### DIRECTIONS
Each record should be reproduced exactly.

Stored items
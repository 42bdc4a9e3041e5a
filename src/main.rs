//! WaniKani CLI - Query the WaniKani API from the terminal
//!
//! Each command fetches one resource through the caching client and prints it
//! as pretty JSON on stdout. Logs go to stderr.

use std::error::Error;

use clap::Parser;
use serde::Serialize;
use serde_json::json;
use tracing::level_filters::LevelFilter;
use tracing::{debug, info};
use tracing_subscriber::EnvFilter;

use wanikani::cache::CacheStore;
use wanikani::cli::{Cli, Command};
use wanikani::WaniKaniClient;

/// Installs a stderr subscriber; `RUST_LOG` takes precedence over `-v`
fn init_tracing(verbose: bool) {
    let level = if verbose {
        LevelFilter::DEBUG
    } else {
        LevelFilter::WARN
    };
    let filter = EnvFilter::builder()
        .with_default_directive(level.into())
        .from_env_lossy();

    let _ = tracing_subscriber::fmt()
        .with_env_filter(filter)
        .with_writer(std::io::stderr)
        .with_target(false)
        .try_init();
}

fn print_json<T: Serialize>(value: &T) -> Result<(), Box<dyn Error>> {
    println!("{}", serde_json::to_string_pretty(value)?);
    Ok(())
}

/// Runs an API command against the client
async fn run_command(client: &WaniKaniClient, command: &Command) -> Result<(), Box<dyn Error>> {
    match command {
        Command::User => print_json(&client.user().get().await?),
        Command::Summary => print_json(&client.summary().get().await?),
        Command::Status => {
            let (user, summary) =
                futures::try_join!(client.user().get(), client.summary().get())?;
            let now = chrono::Utc::now();
            print_json(&json!({
                "username": user.username,
                "level": user.level,
                "on_vacation": user.on_vacation(),
                "lessons_available": summary.lessons_available_at(now),
                "reviews_available": summary.reviews_available_at(now),
                "next_reviews_at": summary.next_reviews_at,
            }))
        }
        Command::Subjects {
            id: Some(id), ..
        } => print_json(&client.subjects().get(*id).await?),
        Command::Subjects {
            updated_after,
            id: None,
        } => print_json(&client.subjects().list(*updated_after).await?),
        Command::Assignments { updated_after } => {
            print_json(&client.assignments().list(*updated_after).await?)
        }
        Command::Reviews { updated_after } => {
            print_json(&client.reviews().list(*updated_after).await?)
        }
        Command::StudyMaterials { updated_after } => {
            print_json(&client.study_materials().list(*updated_after).await?)
        }
        Command::Prune { .. } => Ok(()),
    }
}

async fn run(cli: Cli) -> Result<(), Box<dyn Error>> {
    if let Some(max_age) = cli.prune_max_age() {
        let store = CacheStore::new(cli.resolve_cache_dir()?);
        let removed = store.prune(max_age);
        info!(removed, dir = %store.dir().display(), "pruned cache");
        println!(
            "Removed {} cached response(s) from {}",
            removed,
            store.dir().display()
        );
        return Ok(());
    }

    let config = cli.client_config()?;
    debug!(cache_dir = %config.cache_dir.display(), no_cache = cli.no_cache, "starting client");
    let client = WaniKaniClient::new(config, cli.cache_ttls()?)?;
    run_command(&client, &cli.command).await
}

#[tokio::main]
async fn main() -> Result<(), Box<dyn Error>> {
    let cli = Cli::parse();
    init_tracing(cli.verbose);

    if let Err(err) = run(cli).await {
        eprintln!("Error: {}", err);
        std::process::exit(1);
    }

    Ok(())
}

### YOUR RESPONSE
repository 42bdc4a9e3041e5a
filename src/main.rs
//! WaniKani CLI - Query the WaniKani API from the terminal
//!
//! Each command fetches one resource through the caching client and prints it
//! as pretty JSON on stdout. Logs go to stderr.

use std::error::Error;

use clap::Parser;
use serde::Serialize;
use serde_json::json;
use tracing::level_filters::LevelFilter;
use tracing::{debug, info};
use tracing_subscriber::EnvFilter;

use wanikani::cache::CacheStore;
use wanikani::cli::{Cli, Command};
use wanikani::WaniKaniClient;

/// Installs a stderr subscriber; `RUST_LOG` takes precedence over `-v`
fn init_tracing(verbose: bool) {
    let level = if verbose {
        LevelFilter::DEBUG
    } else {
        LevelFilter::WARN
    };
    let filter = EnvFilter::builder()
        .with_default_directive(level.into())
        .from_env_lossy();

    let _ = tracing_subscriber::fmt()
        .with_env_filter(filter)
        .with_writer(std::io::stderr)
        .with_target(false)
        .try_init();
}

fn print_json<T: Serialize>(value: &T) -> Result<(), Box<dyn Error>> {
    println!("{}", serde_json::to_string_pretty(value)?);
    Ok(())
}

/// Runs an API command against the client
async fn run_command(client: &WaniKaniClient, command: &Command) -> Result<(), Box<dyn Error>> {
    match command {
        Command::User => print_json(&client.user().get().await?),
        Command::Summary => print_json(&client.summary().get().await?),
        Command::Status => {
            let (user, summary) =
                futures::try_join!(client.user().get(), client.summary().get())?;
            let now = chrono::Utc::now();
            print_json(&json!({
                "username": user.username,
                "level": user.level,
                "on_vacation": user.on_vacation(),
                "lessons_available": summary.lessons_available_at(now),
                "reviews_available": summary.reviews_available_at(now),
                "next_reviews_at": summary.next_reviews_at,
            }))
        }
        Command::Subjects {
            id: Some(id), ..
        } => print_json(&client.subjects().get(*id).await?),
        Command::Subjects {
            updated_after,
            id: None,
        } => print_json(&client.subjects().list(*updated_after).await?),
        Command::Assignments { updated_after } => {
            print_json(&client.assignments().list(*updated_after).await?)
        }
        Command::Reviews { updated_after } => {
            print_json(&client.reviews().list(*updated_after).await?)
        }
        Command::StudyMaterials { updated_after } => {
            print_json(&client.study_materials().list(*updated_after).await?)
        }
        Command::Prune { .. } => Ok(()),
    }
}

async fn run(cli: Cli) -> Result<(), Box<dyn Error>> {
    if let Some(max_age) = cli.prune_max_age() {
        let store = CacheStore::new(cli.resolve_cache_dir()?);
        let removed = store.prune(max_age);
        info!(removed, dir = %store.dir().display(), "pruned cache");
        println!(
            "Removed {} cached response(s) from {}",
            removed,
            store.dir().display()
        );
        return Ok(());
    }

    let config = cli.client_config()?;
    debug!(cache_dir = %config.cache_dir.display(), no_cache = cli.no_cache, "starting client");
    let client = WaniKaniClient::new(config, cli.cache_ttls()?)?;
    run_command(&client, &cli.command).await
}

#[tokio::main]
async fn main() -> Result<(), Box<dyn Error>> {
    let cli = Cli::parse();
    init_tracing(cli.verbose);

    if let Err(err) = run(cli).await {
        eprintln!("Error: {}", err);
        std::process::exit(1);
    }

    Ok(())
}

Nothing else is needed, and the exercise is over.